Most assuredly my first morning in the rainforest they were in a nearby tree when they woke me with their calls before 5 AM. My first thought was: Lion!

They have very specialized vocal chambers that turn up the volume which announces to any other approaching troop that this territory is already occupied for the moment.

Most monkeys stay on the move to find food, but since the Howlers diet consists of 61 percent leaves, they will stay in an area and browse for days, thereby needing to defend their dining tables that tend to be at the top canopy of the forest.

© 2008 Donna L. Watkins - Mantled Howler Monkey With Leaf In Mouth - La Selva

The rest of their diet consists of fruits, flowers, nuts and buds. Variety is important because certain species of mature leaves must be limited, as some contain toxins that can poison them. Howlers survive in the wild for up to 20 years. This is an endangered species.

Howlers grow to be from 2-4 feet tall and can weigh 8-22 pounds. They are the largest of all New World monkeys and have a prehensile tail, which means it can be used as an extra arm to grip or hang, being very helpful since they rarely descend to the ground. They very seldom leave the trees. They rest about 80 percent of the time and are considered the least active of all monkeys.

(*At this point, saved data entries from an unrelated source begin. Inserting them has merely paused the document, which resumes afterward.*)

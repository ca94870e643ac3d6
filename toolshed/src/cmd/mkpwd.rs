use log::debug;
use toolshed_util::status::Status;

use super::Command;
use crate::cli;
use crate::config::Toolshed;
use crate::pwd::{generate, DEFAULT_PATTERN};
use crate::{FailureExt, ToolshedError};

/// Environment variable with the default pattern
pub const PATTERN_VAR: &str = "MKPWDSPEC";

const USAGE: &str = "Usage: toolshed mkpwd [-N NUM] [-D] [-s LETTER=CHARS]... [PATTERN]";

impl cli::Mkpwd {
    /// Command line, then environment, then config file, then built-in
    fn pattern(&self, config: &Toolshed) -> String {
        self.pattern
            .clone()
            .or_else(|| std::env::var(PATTERN_VAR).ok())
            .or_else(|| config.mkpwd.pattern.clone())
            .unwrap_or_else(|| DEFAULT_PATTERN.to_owned())
    }
}

impl Command for cli::Mkpwd {
    fn run(self, config: &Toolshed) -> Result<Status, ToolshedError> {
        let mut alphabets = config.mkpwd.alphabets().or_hard()?;
        for def in self.alphabets.iter() {
            alphabets
                .set_from_str(def)
                .map_err(|e| ToolshedError::usage(e.to_string(), USAGE))?;
        }

        if self.debug {
            for (name, chars) in alphabets.iter() {
                eprintln!("{name}: {chars}");
            }
        }

        let pattern = self.pattern(config);
        let count = self.count.or(config.mkpwd.count).unwrap_or(1);
        debug!("generating {count} passwords from {pattern:?}");

        let mut rng = rand::thread_rng();
        for _ in 0..count {
            println!("{}", generate(&alphabets, &pattern, &mut rng));
        }

        Ok(Status::Success)
    }
}
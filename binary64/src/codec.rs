//! Conversion between `mantissa * 2^exponent` and binary64

use std::fmt;

use crate::bits::{Binary64, IMPLICIT_BIT, MANTISSA_BIAS, MAX_BIASED_EXPONENT, SIGNIFICANT_BITS};

/// Errors raised by [encode]
#[derive(thiserror::Error, Debug, Clone, Copy, PartialEq, Eq)]
pub enum Binary64Error {
    /// The mantissa's magnitude does not fit into a signed 64-bit integer.
    ///
    /// This only happens for `i64::MIN`, whose negation overflows.
    #[error("magnitude of mantissa {0} is not representable")]
    UnrepresentableMagnitude(i64),
}

/// An exact decomposition `mantissa * 2^exponent` of a binary64 value
///
/// Displays as the two integers separated by a blank.
///
/// ```
/// use toolshed_binary64::MantissaExponent;
///
/// assert_eq!(MantissaExponent::new(-13, -2).to_string(), "-13 -2");
/// ```
#[derive(Debug, Clone, Copy, PartialEq, Eq, Hash, Default)]
pub struct MantissaExponent {
    /// Integer significand including the implicit bit, carrying the sign
    pub mantissa: i64,
    /// Power of two the mantissa is scaled by
    pub exponent: i32,
}

impl MantissaExponent {
    /// Construct from its two parts
    pub const fn new(mantissa: i64, exponent: i32) -> Self {
        Self { mantissa, exponent }
    }
}

impl fmt::Display for MantissaExponent {
    fn fmt(&self, f: &mut fmt::Formatter<'_>) -> fmt::Result {
        write!(f, "{} {}", self.mantissa, self.exponent)
    }
}

impl From<f64> for MantissaExponent {
    fn from(value: f64) -> Self {
        decode(value)
    }
}

impl TryFrom<MantissaExponent> for f64 {
    type Error = Binary64Error;

    fn try_from(me: MantissaExponent) -> Result<Self, Self::Error> {
        encode(me.mantissa, me.exponent)
    }
}

/// Compute `mantissa * 2^exponent` as a binary64 value.
///
/// Mantissas wider than 53 bits lose their low bits by truncation; there is
/// no rounding to nearest. Results above the normal binary64 range become
/// infinity, results below it become zero (subnormals are never produced),
/// both carrying the mantissa's sign. A zero mantissa always yields `+0.0`.
///
/// # Errors
///
/// [Binary64Error::UnrepresentableMagnitude] if `mantissa == i64::MIN`.
///
/// # Examples
///
/// ```
/// use toolshed_binary64::{encode, Binary64Error};
///
/// assert_eq!(encode(4, 0), Ok(4.0));
/// assert_eq!(encode(2, 1), Ok(4.0));
/// assert_eq!(encode(1, 2), Ok(4.0));
/// assert_eq!(encode(-13, -2), Ok(-3.25));
///
/// assert_eq!(encode(1, 5000), Ok(f64::INFINITY));
/// assert_eq!(encode(-1, -5000).map(f64::to_bits), Ok((-0.0f64).to_bits()));
///
/// assert_eq!(
///     encode(i64::MIN, 0),
///     Err(Binary64Error::UnrepresentableMagnitude(i64::MIN))
/// );
/// ```
pub fn encode(mantissa: i64, exponent: i32) -> Result<f64, Binary64Error> {
    if mantissa == 0 {
        return Ok(0.0);
    }

    let sign = mantissa < 0;
    let magnitude = mantissa
        .checked_abs()
        .ok_or(Binary64Error::UnrepresentableMagnitude(mantissa))?
        .unsigned_abs();

    // Normalize to exactly SIGNIFICANT_BITS bits; excess low bits are cut off
    let width = u64::BITS - magnitude.leading_zeros();
    let (significand, exponent) = if width > SIGNIFICANT_BITS {
        let shift = width - SIGNIFICANT_BITS;
        (magnitude >> shift, i64::from(exponent) + i64::from(shift))
    } else {
        let shift = SIGNIFICANT_BITS - width;
        (magnitude << shift, i64::from(exponent) - i64::from(shift))
    };

    // Biased exponents 0 and 2047 are outside the normal range as well
    let biased = exponent + MANTISSA_BIAS;
    let fields = if biased >= i64::from(MAX_BIASED_EXPONENT) {
        Binary64::infinity(sign)
    } else if biased <= 0 {
        Binary64::zero(sign)
    } else {
        // 0 < biased < 2047 was checked right above
        Binary64::from_parts(sign, biased as u16, significand)
    };

    Ok(fields.to_f64())
}

/// Like [encode], but reports an unrepresentable magnitude as a quiet NaN
///
/// ```
/// use toolshed_binary64::encode_or_nan;
///
/// assert_eq!(encode_or_nan(-13, -2), -3.25);
/// assert!(encode_or_nan(i64::MIN, 0).is_nan());
/// ```
pub fn encode_or_nan(mantissa: i64, exponent: i32) -> f64 {
    encode(mantissa, exponent).unwrap_or(f64::NAN)
}

/// Split a binary64 value into `mantissa * 2^exponent`.
///
/// Trailing zero bits are removed from the mantissa as long as the exponent
/// is negative, so fractions get the unique odd mantissa while integers up to
/// 2^53 come out with exponent zero. Zero and subnormal inputs decode as
/// `(0, 0)`.
///
/// # Examples
///
/// ```
/// use toolshed_binary64::{decode, MantissaExponent};
///
/// assert_eq!(decode(4.0), MantissaExponent::new(4, 0));
/// assert_eq!(decode(-3.25), MantissaExponent::new(-13, -2));
/// assert_eq!(decode(0.5), MantissaExponent::new(1, -1));
/// assert_eq!(decode(-0.0), MantissaExponent::new(0, 0));
/// assert_eq!(decode(2f64.powi(60)), MantissaExponent::new(1 << 52, 8));
/// ```
pub fn decode(value: f64) -> MantissaExponent {
    let fields = Binary64::from_f64(value);
    if fields.biased_exponent() == 0 {
        return MantissaExponent::default();
    }

    let mut significand = fields.significand() | IMPLICIT_BIT;
    let mut exponent = i64::from(fields.biased_exponent()) - MANTISSA_BIAS;

    if exponent < 0 {
        let strip = significand
            .trailing_zeros()
            .min(exponent.unsigned_abs() as u32);
        significand >>= strip;
        exponent += i64::from(strip);
    }

    // significand < 2^53 and -1074 <= exponent <= 971, so neither cast truncates
    let mantissa = significand as i64;
    MantissaExponent {
        mantissa: if fields.sign() { -mantissa } else { mantissa },
        exponent: exponent as i32,
    }
}

#[cfg(test)]
mod tests {
    use super::*;

    fn bits(v: Result<f64, Binary64Error>) -> u64 {
        v.unwrap().to_bits()
    }

    #[test]
    fn encode_small_integers() {
        assert_eq!(encode(4, 0), Ok(4.0));
        assert_eq!(encode(2, 1), Ok(4.0));
        assert_eq!(encode(1, 2), Ok(4.0));
        assert_eq!(encode(-13, -2), Ok(-3.25));
        assert_eq!(encode(181, -2), Ok(45.25));
        assert_eq!(encode(1, -1), Ok(0.5));
    }

    #[test]
    fn encode_zero_ignores_exponent() {
        for e in [i32::MIN, -5000, 0, 17, i32::MAX] {
            assert_eq!(bits(encode(0, e)), 0.0f64.to_bits());
        }
    }

    #[test]
    fn encode_truncates_instead_of_rounding() {
        // 2^53 + 1 needs 54 bits; the trailing one is dropped
        assert_eq!(encode((1 << 53) + 1, 0), Ok(9007199254740992.0));
        // 2^54 - 1 would round up to 2^54 under round-to-nearest
        assert_eq!(encode((1 << 54) - 1, 0), Ok(18014398509481982.0));
        assert_eq!(encode(i64::MAX, 0), Ok(9223372036854774784.0));
        assert_eq!(encode(-i64::MAX, 0), Ok(-9223372036854774784.0));
    }

    #[test]
    fn encode_overflow_is_signed_infinity() {
        assert_eq!(encode(1, 1024), Ok(f64::INFINITY));
        assert_eq!(encode(-1, 1024), Ok(f64::NEG_INFINITY));
        assert_eq!(encode(3, i32::MAX), Ok(f64::INFINITY));
        assert_eq!(encode(i64::MAX, 1000), Ok(f64::INFINITY));
        // biased exponent 2047 with a nonzero fraction must not turn into NaN
        assert_eq!(encode(3, 1023), Ok(f64::INFINITY));
        // the largest finite value is still reachable
        assert_eq!(encode((1 << 53) - 1, 971), Ok(f64::MAX));
    }

    #[test]
    fn encode_underflow_is_signed_zero() {
        assert_eq!(bits(encode(1, -1100)), 0.0f64.to_bits());
        assert_eq!(bits(encode(-1, -1100)), (-0.0f64).to_bits());
        assert_eq!(bits(encode(-7, i32::MIN)), (-0.0f64).to_bits());
        // biased exponent 0 would be a subnormal pattern
        assert_eq!(bits(encode(3, -1024)), 0.0f64.to_bits());
        // the smallest normal value is still reachable
        assert_eq!(encode(1, -1022), Ok(f64::MIN_POSITIVE));
    }

    #[test]
    fn encode_unrepresentable_magnitude() {
        assert_eq!(
            encode(i64::MIN, 0),
            Err(Binary64Error::UnrepresentableMagnitude(i64::MIN))
        );
        assert_eq!(
            encode(i64::MIN, -40),
            Err(Binary64Error::UnrepresentableMagnitude(i64::MIN))
        );
        assert!(encode_or_nan(i64::MIN, 3).is_nan());
        // one above the minimum is fine
        assert!(encode(i64::MIN + 1, 0).is_ok());
    }

    #[test]
    fn decode_known_values() {
        assert_eq!(decode(4.0), MantissaExponent::new(4, 0));
        assert_eq!(decode(-3.25), MantissaExponent::new(-13, -2));
        assert_eq!(decode(3.25), MantissaExponent::new(13, -2));
        assert_eq!(decode(2.0), MantissaExponent::new(2, 0));
        assert_eq!(decode(45.25), MantissaExponent::new(181, -2));
        assert_eq!(decode(1.0), MantissaExponent::new(1, 0));
        assert_eq!(decode(0.1), MantissaExponent::new(3602879701896397, -55));
        assert_eq!(decode(f64::MIN_POSITIVE), MantissaExponent::new(1, -1022));
        assert_eq!(decode(f64::MAX), MantissaExponent::new((1 << 53) - 1, 971));
    }

    #[test]
    fn decode_zero_and_subnormals() {
        assert_eq!(decode(0.0), MantissaExponent::new(0, 0));
        assert_eq!(decode(-0.0), MantissaExponent::new(0, 0));
        assert_eq!(decode(f64::MIN_POSITIVE / 2.0), MantissaExponent::new(0, 0));
        assert_eq!(decode(-5e-324), MantissaExponent::new(0, 0));
    }

    #[test]
    fn decode_infinity_round_trips() {
        assert_eq!(decode(f64::INFINITY), MantissaExponent::new(1 << 52, 972));
        assert_eq!(decode(f64::NEG_INFINITY), MantissaExponent::new(-1 << 52, 972));
        assert_eq!(encode(1 << 52, 972), Ok(f64::INFINITY));
        assert_eq!(encode(1, 1024), Ok(f64::INFINITY));

        let nan = decode(f64::NAN);
        assert_eq!(encode(nan.mantissa, nan.exponent).map(f64::abs), Ok(f64::INFINITY));
    }

    #[test]
    fn conversions_match_the_functions() {
        let me = MantissaExponent::from(-3.25);
        assert_eq!(me, MantissaExponent::new(-13, -2));
        assert_eq!(f64::try_from(me), Ok(-3.25));
        assert!(f64::try_from(MantissaExponent::new(i64::MIN, 0)).is_err());
    }
}
#![warn(missing_docs)]
#![warn(clippy::missing_docs_in_private_items)]
//! Exact decomposition and composition of IEEE 754 binary64 numbers
//!
//! Every finite double can be written as `mantissa * 2^exponent` with an
//! integer mantissa and an integer exponent. This crate converts between that
//! human readable form and the native `f64`.
//!
//! # Examples
//!
//! ```rust
//! use toolshed_binary64::{decode, encode, MantissaExponent};
//!
//! assert_eq!(encode(181, -2), Ok(45.25));
//! assert_eq!(decode(45.25), MantissaExponent::new(181, -2));
//!
//! // Integral values are shown with exponent zero
//! assert_eq!(decode(4.0), MantissaExponent::new(4, 0));
//! ```
//!
//! # Limitations
//!
//! - Subnormal numbers are not supported; they decode as zero and encoding a
//!   value below the normal range flushes to zero.
//! - Normalization truncates excess mantissa bits instead of rounding to
//!   nearest even.

mod bits;
mod codec;

pub use bits::Binary64;
pub use codec::{decode, encode, encode_or_nan, Binary64Error, MantissaExponent};
//! Check digits of ETH Zurich student numbers ("Legi" numbers)
//!
//! A number has seven digits plus a check digit and is usually written as
//! `NN-NNN-NNC`. The check digit uses the Luhn scheme.

/// A scanned number, without the dashes
#[derive(Debug, Clone, Copy, PartialEq, Eq)]
pub enum Legi {
    /// Seven digits, check digit still missing
    Partial([u8; 7]),
    /// Seven digits and a check digit
    Full([u8; 8]),
}

impl Legi {
    /// Scan `NN[-]NNN[-]NN[C]`
    ///
    /// More digits than eight are rejected, anything else after the number
    /// is ignored.
    ///
    /// ```
    /// use toolshed::legi::Legi;
    ///
    /// assert_eq!(Legi::scan("12-345-674"), Some(Legi::Full([1, 2, 3, 4, 5, 6, 7, 4])));
    /// assert_eq!(Legi::scan("1234567"), Some(Legi::Partial([1, 2, 3, 4, 5, 6, 7])));
    /// assert_eq!(Legi::scan("12-345-6745"), None);
    /// ```
    pub fn scan(s: &str) -> Option<Self> {
        let bytes = s.as_bytes();
        let mut digits = [0u8; 8];
        let mut count = 0;
        let mut pos = 0;

        while count < 8 {
            if (count == 2 || count == 5) && bytes.get(pos) == Some(&b'-') {
                pos += 1;
            }
            match bytes.get(pos) {
                Some(b) if b.is_ascii_digit() => digits[count] = b - b'0',
                _ => break,
            }
            count += 1;
            pos += 1;
        }

        match count {
            7 => {
                let mut partial = [0u8; 7];
                partial.copy_from_slice(&digits[..7]);
                Some(Legi::Partial(partial))
            }
            8 if !bytes.get(pos).is_some_and(u8::is_ascii_digit) => Some(Legi::Full(digits)),
            _ => None,
        }
    }

    /// The seven digits before the check digit
    pub fn body(&self) -> [u8; 7] {
        match self {
            Legi::Partial(d) => *d,
            Legi::Full(d) => {
                let mut body = [0u8; 7];
                body.copy_from_slice(&d[..7]);
                body
            }
        }
    }

    /// Whether the check digit is right; a [Legi::Partial] has none to check
    pub fn is_valid(&self) -> Option<bool> {
        match self {
            Legi::Partial(_) => None,
            Legi::Full(d) => Some(d[7] == check_digit(&self.body())),
        }
    }

    /// All digits including the correct check digit, e.g. `12345674`
    pub fn completed(&self) -> String {
        let body = self.body();
        body.iter()
            .chain(std::iter::once(&check_digit(&body)))
            .map(|d| char::from(b'0' + d))
            .collect()
    }

    /// All digits as given
    pub fn digits(&self) -> String {
        let digits: &[u8] = match self {
            Legi::Partial(d) => d,
            Legi::Full(d) => d,
        };
        digits.iter().map(|d| char::from(b'0' + d)).collect()
    }
}

/// Luhn check digit: double every other digit starting with the first,
/// subtract 9 from products above 9 and round the sum up to a multiple of 10
pub fn check_digit(body: &[u8; 7]) -> u8 {
    let sum: u32 = body
        .iter()
        .zip([2, 1].into_iter().cycle())
        .map(|(&d, w)| match u32::from(d) * w {
            p if p > 9 => p - 9,
            p => p,
        })
        .sum();
    ((10 - sum % 10) % 10) as u8
}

They have a life span of 15-20 years and live in groups of about 18 which will generally include one male for every four females. Females tend to have one baby at a time. They are threatened by hunting and also by predators such as large birds of prey.

© 2008 Donna L. Watkins - Baby Mantled Howler Monkeys

The Mantled Howler Monkey is not taken for the pet trade since their disposition doesn't do well in captivity. Populations of these monkeys are declining due to a loss of habitat.

It's sure been a wonderful thing to be able to see them here at La Selva Reserve.

References:
www.Wikipedia.com
www.NationalGeographic.com

View La Selva photo ablums and more.

3 comments:

Parag said...

The Howler Monkey's have a pretty strong tail! A really cool thing about their tail is that it has a fingerprint on the underside of its tip (the last part of the tail there is only skin, not fur). Each tail has a unique pattern of fingerprint!

Anonymous said...

are the whole mantled howler monkeys species endangered?

Donna L. Watkins said...

Yes, the species is endangered. The mantled howler monkey and the black howler monkey are endangered throughout much of their range due to hunting and habitat destruction.

As forests are cleared, howlers, who need several acres of forest per troop to survive, are becoming increasingly rare. Throughout the region in which they are found, howlers are hunted both for food and for sport.

Some experts believe that howlers could become extinct within the next 35 years.